Qualcuna, come il taglio delle accise sui carburanti, terminerà il 20 settembre, cinque giorni prima delle elezioni, ed è probabile che dovrà essere il governo Draghi a estenderla. Costo: oltre 1 miliardo al mese. A dicembre, invece, termineranno: il Bonus sociale energia elettrica e gas, che per un quadrimestre costa circa 2,5 miliardi; l’azzeramento degli oneri di sistema per l’elettricità (1,1 miliardi); la riduzione degli oneri di sistema per il gas (1,8 miliardi); la riduzione al 5 per cento dell’Iva sul gas (800 milioni); il credito d’imposta a favore delle imprese per l’acquisto di energia elettrica e gas (3,4 miliardi). Sempre a fine anno scade anche lo sgravio contributivo pari al 2 per cento per i redditi inferiori a 2.700 euro al mese (3,8 miliardi). Queste sono solo le principali voci contenute nel dl “Aiuti bis”. E per giunta, con i prezzi dell’energia in costante aumento, bisognerà vedere se a questi prezzi gli sconti presenti nel decreto approvato ad agosto saranno sufficienti.
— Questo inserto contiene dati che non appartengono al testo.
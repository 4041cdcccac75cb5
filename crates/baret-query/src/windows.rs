// SPDX-License-Identifier: Apache-2.0

use crate::{rows, QueryError};
use baret_model::{Audit, EquipmentItem, TaskItem, Training};
use chrono::{DateTime, NaiveDate, Utc};
use rusqlite::{params, Connection};

/// Occurrence dates for the monthly histogram, `[start, now)` with no end
/// bound applied here.
pub fn incident_dates_since(
    conn: &Connection,
    start: DateTime<Utc>,
) -> Result<Vec<NaiveDate>, QueryError> {
    let mut stmt = conn.prepare("SELECT date(occurred_at) FROM incidents WHERE occurred_at >= ?1")?;
    let mapped = stmt.query_map(params![start], |row| row.get(0))?;
    mapped
        .collect::<Result<Vec<_>, _>>()
        .map_err(QueryError::from)
}

pub fn assessment_dates_since(
    conn: &Connection,
    start: DateTime<Utc>,
) -> Result<Vec<NaiveDate>, QueryError> {
    let mut stmt =
        conn.prepare("SELECT date(created_at) FROM risk_assessments WHERE created_at >= ?1")?;
    let mapped = stmt.query_map(params![start], |row| row.get(0))?;
    mapped
        .collect::<Result<Vec<_>, _>>()
        .map_err(QueryError::from)
}

pub fn training_dates_since(
    conn: &Connection,
    start: DateTime<Utc>,
) -> Result<Vec<NaiveDate>, QueryError> {
    let mut stmt = conn.prepare("SELECT start_date FROM trainings WHERE start_date >= ?1")?;
    let mapped = stmt.query_map(params![start.date_naive()], |row| row.get(0))?;
    mapped
        .collect::<Result<Vec<_>, _>>()
        .map_err(QueryError::from)
}

pub fn audit_dates_since(
    conn: &Connection,
    start: DateTime<Utc>,
) -> Result<Vec<NaiveDate>, QueryError> {
    let mut stmt = conn.prepare("SELECT audit_date FROM audits WHERE audit_date >= ?1")?;
    let mapped = stmt.query_map(params![start.date_naive()], |row| row.get(0))?;
    mapped
        .collect::<Result<Vec<_>, _>>()
        .map_err(QueryError::from)
}

/// Calendar source fetches over an inclusive day range. A NULL
/// `next_maintenance` never satisfies the range predicate, so unscheduled
/// equipment stays out of the feed.
pub fn tasks_between(
    conn: &Connection,
    start: NaiveDate,
    end: NaiveDate,
) -> Result<Vec<TaskItem>, QueryError> {
    let mut stmt = conn.prepare(
        "SELECT id, title, status, due_date, assigned_to FROM tasks \
         WHERE due_date >= ?1 AND due_date <= ?2 ORDER BY due_date ASC, id ASC",
    )?;
    let mapped = stmt.query_map(params![start, end], rows::task_from_row)?;
    mapped
        .collect::<Result<Vec<_>, _>>()
        .map_err(QueryError::from)
}

pub fn trainings_between(
    conn: &Connection,
    start: NaiveDate,
    end: NaiveDate,
) -> Result<Vec<Training>, QueryError> {
    let mut stmt = conn.prepare(
        "SELECT id, title, department, status, start_date, trainer FROM trainings \
         WHERE start_date >= ?1 AND start_date <= ?2 ORDER BY start_date ASC, id ASC",
    )?;
    let mapped = stmt.query_map(params![start, end], rows::training_from_row)?;
    mapped
        .collect::<Result<Vec<_>, _>>()
        .map_err(QueryError::from)
}

pub fn audits_between(
    conn: &Connection,
    start: NaiveDate,
    end: NaiveDate,
) -> Result<Vec<Audit>, QueryError> {
    let mut stmt = conn.prepare(
        "SELECT id, title, department, status, audit_date, auditor FROM audits \
         WHERE audit_date >= ?1 AND audit_date <= ?2 ORDER BY audit_date ASC, id ASC",
    )?;
    let mapped = stmt.query_map(params![start, end], rows::audit_from_row)?;
    mapped
        .collect::<Result<Vec<_>, _>>()
        .map_err(QueryError::from)
}

pub fn equipment_between(
    conn: &Connection,
    start: NaiveDate,
    end: NaiveDate,
) -> Result<Vec<EquipmentItem>, QueryError> {
    let mut stmt = conn.prepare(
        "SELECT id, name, department, status, location, next_maintenance FROM equipment \
         WHERE next_maintenance >= ?1 AND next_maintenance <= ?2 \
         ORDER BY next_maintenance ASC, id ASC",
    )?;
    let mapped = stmt.query_map(params![start, end], rows::equipment_from_row)?;
    mapped
        .collect::<Result<Vec<_>, _>>()
        .map_err(QueryError::from)
}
Basti considerare che a fine luglio l’Arera, l’Autorità di regolazione dell’energia, ha stimato un raddoppio delle bollette a partire da ottobre. Ma da allora il prezzo del gas è aumentato ulteriormente ed è quindi verosimile che bisognerà spendere di più, o meglio (magari riducendo gli sconti sulle accise sui carburanti, visto che il prezzo del petrolio è in discesa), per dare lo stesso aiuto a famiglie e imprese. E qui stiamo parlando solo dell’effetto di prezzo, non della mancanza di volumi. Perché i partiti dovrebbero anche presentare agli elettori un piano di razionamento, spiegando quanto e a quali industrie verrà tagliato il gas. Il tutto in un quadro macroeconomico in cui l’Italia si è impegnata, nell’ultimo Def, a ridurre di quasi due punti il deficit e il debito. Più che quale riforma fiscale fare nella legislatura, è il caso che i vari Meloni, Letta, Conte e Calenda spieghino quale tipo di legge di Bilancio – di che entità, composizione e saldi – intendono approvare tra qualche mese.